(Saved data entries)
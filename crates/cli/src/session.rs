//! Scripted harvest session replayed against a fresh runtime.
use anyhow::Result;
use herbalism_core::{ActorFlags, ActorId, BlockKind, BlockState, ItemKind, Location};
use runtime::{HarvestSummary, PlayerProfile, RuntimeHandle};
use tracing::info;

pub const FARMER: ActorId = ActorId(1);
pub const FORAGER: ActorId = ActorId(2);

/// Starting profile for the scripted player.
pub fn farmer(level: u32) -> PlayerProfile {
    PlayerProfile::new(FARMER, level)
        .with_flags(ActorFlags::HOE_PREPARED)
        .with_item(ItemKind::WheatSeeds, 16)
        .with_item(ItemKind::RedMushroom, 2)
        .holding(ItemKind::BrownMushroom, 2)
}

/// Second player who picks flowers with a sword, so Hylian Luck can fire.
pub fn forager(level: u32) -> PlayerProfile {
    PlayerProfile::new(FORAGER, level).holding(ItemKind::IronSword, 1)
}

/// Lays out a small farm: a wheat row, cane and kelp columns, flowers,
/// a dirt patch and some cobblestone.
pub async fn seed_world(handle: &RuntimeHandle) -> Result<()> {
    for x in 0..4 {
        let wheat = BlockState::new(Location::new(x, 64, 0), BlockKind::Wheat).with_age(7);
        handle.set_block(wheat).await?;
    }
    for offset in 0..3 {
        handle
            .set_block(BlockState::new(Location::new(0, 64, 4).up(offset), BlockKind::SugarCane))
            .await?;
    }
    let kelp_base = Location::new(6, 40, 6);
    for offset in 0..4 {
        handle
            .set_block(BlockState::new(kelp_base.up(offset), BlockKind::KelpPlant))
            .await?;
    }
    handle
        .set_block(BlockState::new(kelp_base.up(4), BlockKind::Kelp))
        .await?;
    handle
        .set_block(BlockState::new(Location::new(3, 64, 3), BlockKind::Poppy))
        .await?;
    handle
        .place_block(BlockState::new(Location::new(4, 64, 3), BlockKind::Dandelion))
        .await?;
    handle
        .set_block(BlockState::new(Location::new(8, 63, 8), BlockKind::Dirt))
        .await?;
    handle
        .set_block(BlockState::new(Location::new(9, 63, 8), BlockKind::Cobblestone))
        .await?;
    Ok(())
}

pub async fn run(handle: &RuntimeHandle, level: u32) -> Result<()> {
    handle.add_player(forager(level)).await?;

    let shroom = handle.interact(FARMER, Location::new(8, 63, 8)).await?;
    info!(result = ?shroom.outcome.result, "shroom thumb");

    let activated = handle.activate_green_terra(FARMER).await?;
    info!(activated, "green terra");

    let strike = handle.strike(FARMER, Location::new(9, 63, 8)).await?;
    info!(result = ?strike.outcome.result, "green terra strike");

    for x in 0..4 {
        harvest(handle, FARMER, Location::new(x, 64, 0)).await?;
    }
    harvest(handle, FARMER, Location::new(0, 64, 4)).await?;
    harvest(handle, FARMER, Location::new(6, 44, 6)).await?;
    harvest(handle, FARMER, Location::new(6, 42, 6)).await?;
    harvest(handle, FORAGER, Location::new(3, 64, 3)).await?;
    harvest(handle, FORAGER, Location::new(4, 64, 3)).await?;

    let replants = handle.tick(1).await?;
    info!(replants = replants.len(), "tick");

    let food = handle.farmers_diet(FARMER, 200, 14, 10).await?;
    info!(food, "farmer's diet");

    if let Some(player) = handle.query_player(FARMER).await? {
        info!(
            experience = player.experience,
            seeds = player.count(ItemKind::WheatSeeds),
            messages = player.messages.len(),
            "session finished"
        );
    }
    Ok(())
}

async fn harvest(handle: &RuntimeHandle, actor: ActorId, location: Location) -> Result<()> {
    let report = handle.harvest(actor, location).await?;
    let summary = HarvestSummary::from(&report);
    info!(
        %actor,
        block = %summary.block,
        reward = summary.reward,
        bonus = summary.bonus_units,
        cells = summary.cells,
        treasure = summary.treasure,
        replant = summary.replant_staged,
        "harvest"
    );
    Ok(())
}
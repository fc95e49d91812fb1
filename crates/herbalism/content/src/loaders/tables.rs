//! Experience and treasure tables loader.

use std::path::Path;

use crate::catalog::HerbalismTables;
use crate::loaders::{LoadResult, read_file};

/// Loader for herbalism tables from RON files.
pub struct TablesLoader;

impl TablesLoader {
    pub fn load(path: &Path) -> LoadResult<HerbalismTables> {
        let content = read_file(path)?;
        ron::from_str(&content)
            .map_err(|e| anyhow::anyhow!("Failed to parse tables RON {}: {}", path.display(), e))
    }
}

==

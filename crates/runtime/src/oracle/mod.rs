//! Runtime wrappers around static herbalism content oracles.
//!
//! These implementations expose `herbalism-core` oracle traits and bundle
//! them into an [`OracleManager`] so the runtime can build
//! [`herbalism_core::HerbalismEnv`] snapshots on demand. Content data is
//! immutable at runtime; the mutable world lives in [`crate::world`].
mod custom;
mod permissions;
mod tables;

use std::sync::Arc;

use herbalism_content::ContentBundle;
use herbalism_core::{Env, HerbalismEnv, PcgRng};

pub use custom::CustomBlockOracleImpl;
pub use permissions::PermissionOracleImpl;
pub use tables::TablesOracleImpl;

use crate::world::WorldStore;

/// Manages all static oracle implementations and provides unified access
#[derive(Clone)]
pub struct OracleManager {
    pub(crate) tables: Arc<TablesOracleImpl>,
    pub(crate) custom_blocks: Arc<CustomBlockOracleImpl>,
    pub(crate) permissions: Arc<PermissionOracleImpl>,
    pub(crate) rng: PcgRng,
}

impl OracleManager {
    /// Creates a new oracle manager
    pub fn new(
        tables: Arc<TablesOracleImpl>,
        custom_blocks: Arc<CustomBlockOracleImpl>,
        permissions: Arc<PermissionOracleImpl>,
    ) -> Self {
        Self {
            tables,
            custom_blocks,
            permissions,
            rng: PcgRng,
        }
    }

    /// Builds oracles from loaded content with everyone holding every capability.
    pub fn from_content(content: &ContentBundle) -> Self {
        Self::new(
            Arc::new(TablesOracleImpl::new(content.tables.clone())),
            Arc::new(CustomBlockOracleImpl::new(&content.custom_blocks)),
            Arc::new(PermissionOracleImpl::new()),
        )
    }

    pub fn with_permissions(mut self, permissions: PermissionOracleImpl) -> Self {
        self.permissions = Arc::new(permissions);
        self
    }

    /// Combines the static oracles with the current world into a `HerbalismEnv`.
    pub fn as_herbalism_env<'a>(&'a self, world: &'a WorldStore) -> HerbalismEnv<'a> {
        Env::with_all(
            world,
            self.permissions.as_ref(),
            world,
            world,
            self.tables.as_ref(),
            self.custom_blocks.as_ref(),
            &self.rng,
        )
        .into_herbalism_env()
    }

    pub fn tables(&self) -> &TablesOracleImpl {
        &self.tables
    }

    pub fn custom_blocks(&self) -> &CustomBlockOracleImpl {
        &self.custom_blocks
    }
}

---

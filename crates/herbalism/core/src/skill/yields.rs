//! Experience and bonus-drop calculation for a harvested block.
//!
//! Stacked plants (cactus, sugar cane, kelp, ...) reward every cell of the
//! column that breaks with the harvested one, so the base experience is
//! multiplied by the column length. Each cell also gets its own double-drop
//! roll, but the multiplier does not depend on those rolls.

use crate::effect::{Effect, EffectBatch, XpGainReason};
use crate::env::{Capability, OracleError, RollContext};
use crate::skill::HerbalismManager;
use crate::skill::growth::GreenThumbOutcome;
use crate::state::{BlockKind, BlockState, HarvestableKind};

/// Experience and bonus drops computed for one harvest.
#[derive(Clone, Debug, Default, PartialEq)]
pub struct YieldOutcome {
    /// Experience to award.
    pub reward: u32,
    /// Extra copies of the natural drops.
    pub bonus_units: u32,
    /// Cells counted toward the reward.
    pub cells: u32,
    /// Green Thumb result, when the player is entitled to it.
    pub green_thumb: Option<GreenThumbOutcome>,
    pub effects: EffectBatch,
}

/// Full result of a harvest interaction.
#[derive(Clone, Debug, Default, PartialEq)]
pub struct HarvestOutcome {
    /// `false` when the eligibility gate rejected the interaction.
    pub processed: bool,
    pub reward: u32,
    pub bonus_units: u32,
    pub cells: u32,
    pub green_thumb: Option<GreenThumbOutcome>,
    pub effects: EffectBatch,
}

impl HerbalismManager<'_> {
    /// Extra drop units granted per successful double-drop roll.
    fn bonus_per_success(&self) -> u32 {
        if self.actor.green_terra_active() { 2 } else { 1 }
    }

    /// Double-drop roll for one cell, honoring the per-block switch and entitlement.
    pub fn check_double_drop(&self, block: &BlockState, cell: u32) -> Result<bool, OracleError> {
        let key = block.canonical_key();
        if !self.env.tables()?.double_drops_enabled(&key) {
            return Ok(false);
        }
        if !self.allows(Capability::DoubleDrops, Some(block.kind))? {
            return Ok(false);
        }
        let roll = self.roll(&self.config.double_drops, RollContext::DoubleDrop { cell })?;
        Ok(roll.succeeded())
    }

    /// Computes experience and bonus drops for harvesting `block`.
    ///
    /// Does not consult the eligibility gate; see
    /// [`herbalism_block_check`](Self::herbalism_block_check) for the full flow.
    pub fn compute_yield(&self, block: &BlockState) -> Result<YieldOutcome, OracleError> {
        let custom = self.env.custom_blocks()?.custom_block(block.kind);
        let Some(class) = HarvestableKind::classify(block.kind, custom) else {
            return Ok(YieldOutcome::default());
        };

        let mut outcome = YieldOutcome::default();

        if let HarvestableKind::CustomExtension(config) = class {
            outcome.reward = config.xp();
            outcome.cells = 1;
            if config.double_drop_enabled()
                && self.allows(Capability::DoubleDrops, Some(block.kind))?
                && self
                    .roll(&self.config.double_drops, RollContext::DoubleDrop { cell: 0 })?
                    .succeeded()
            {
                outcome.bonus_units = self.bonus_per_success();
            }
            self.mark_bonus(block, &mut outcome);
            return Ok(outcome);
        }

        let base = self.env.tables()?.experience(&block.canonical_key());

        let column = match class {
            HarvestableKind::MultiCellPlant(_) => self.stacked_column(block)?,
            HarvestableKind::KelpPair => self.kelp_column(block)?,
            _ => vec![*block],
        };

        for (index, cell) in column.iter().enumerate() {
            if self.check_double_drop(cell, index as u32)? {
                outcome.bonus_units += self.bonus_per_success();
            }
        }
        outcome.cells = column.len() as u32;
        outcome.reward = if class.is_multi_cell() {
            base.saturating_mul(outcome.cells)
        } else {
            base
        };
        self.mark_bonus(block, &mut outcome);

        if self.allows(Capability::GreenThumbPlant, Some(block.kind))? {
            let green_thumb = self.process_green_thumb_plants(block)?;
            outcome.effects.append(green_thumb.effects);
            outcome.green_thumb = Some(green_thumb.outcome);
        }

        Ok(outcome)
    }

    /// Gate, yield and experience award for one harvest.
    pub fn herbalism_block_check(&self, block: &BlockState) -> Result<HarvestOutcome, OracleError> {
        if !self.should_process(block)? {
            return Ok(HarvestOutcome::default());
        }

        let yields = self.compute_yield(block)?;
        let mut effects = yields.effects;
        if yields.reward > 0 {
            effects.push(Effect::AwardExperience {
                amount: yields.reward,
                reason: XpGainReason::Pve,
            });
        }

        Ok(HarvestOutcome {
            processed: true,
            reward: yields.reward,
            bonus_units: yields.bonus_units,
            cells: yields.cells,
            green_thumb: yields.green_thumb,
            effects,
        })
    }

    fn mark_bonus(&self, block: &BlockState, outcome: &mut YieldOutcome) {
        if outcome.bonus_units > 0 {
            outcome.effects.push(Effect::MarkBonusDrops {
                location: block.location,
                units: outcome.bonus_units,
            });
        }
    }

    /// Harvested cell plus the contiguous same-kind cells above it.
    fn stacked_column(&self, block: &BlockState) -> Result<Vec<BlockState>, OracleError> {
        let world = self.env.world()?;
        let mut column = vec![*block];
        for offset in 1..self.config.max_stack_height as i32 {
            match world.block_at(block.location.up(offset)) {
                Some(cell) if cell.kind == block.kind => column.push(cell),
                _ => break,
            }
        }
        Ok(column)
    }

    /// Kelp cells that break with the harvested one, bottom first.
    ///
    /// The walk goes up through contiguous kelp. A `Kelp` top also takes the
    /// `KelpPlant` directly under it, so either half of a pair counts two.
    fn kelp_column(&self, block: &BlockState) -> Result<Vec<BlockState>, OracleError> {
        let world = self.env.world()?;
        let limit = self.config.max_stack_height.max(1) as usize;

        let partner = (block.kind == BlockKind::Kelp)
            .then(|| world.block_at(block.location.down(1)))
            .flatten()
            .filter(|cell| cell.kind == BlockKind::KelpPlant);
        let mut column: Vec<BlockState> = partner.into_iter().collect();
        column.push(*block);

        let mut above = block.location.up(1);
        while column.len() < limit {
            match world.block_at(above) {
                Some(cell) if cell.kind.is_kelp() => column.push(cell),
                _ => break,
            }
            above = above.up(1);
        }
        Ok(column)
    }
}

YOUR ASSIGNMENT: When you reach the line with "use crate::world::WorldStore;" in the records above, start writing out lines exactly, and stop once the line with "holding every capability." has been written; include nothing else.

TASK ANSWER:
use crate::world::WorldStore;

/// Manages all static oracle implementations and provides unified access
#[derive(Clone)]
pub struct OracleManager {
    pub(crate) tables: Arc<TablesOracleImpl>,
    pub(crate) custom_blocks: Arc<CustomBlockOracleImpl>,
    pub(crate) permissions: Arc<PermissionOracleImpl>,
    pub(crate) rng: PcgRng,
}

impl OracleManager {
    /// Creates a new oracle manager
    pub fn new(
        tables: Arc<TablesOracleImpl>,
        custom_blocks: Arc<CustomBlockOracleImpl>,
        permissions: Arc<PermissionOracleImpl>,
    ) -> Self {
        Self {
            tables,
            custom_blocks,
            permissions,
            rng: PcgRng,
        }
    }

    /// Builds oracles from loaded content with everyone holding every capability.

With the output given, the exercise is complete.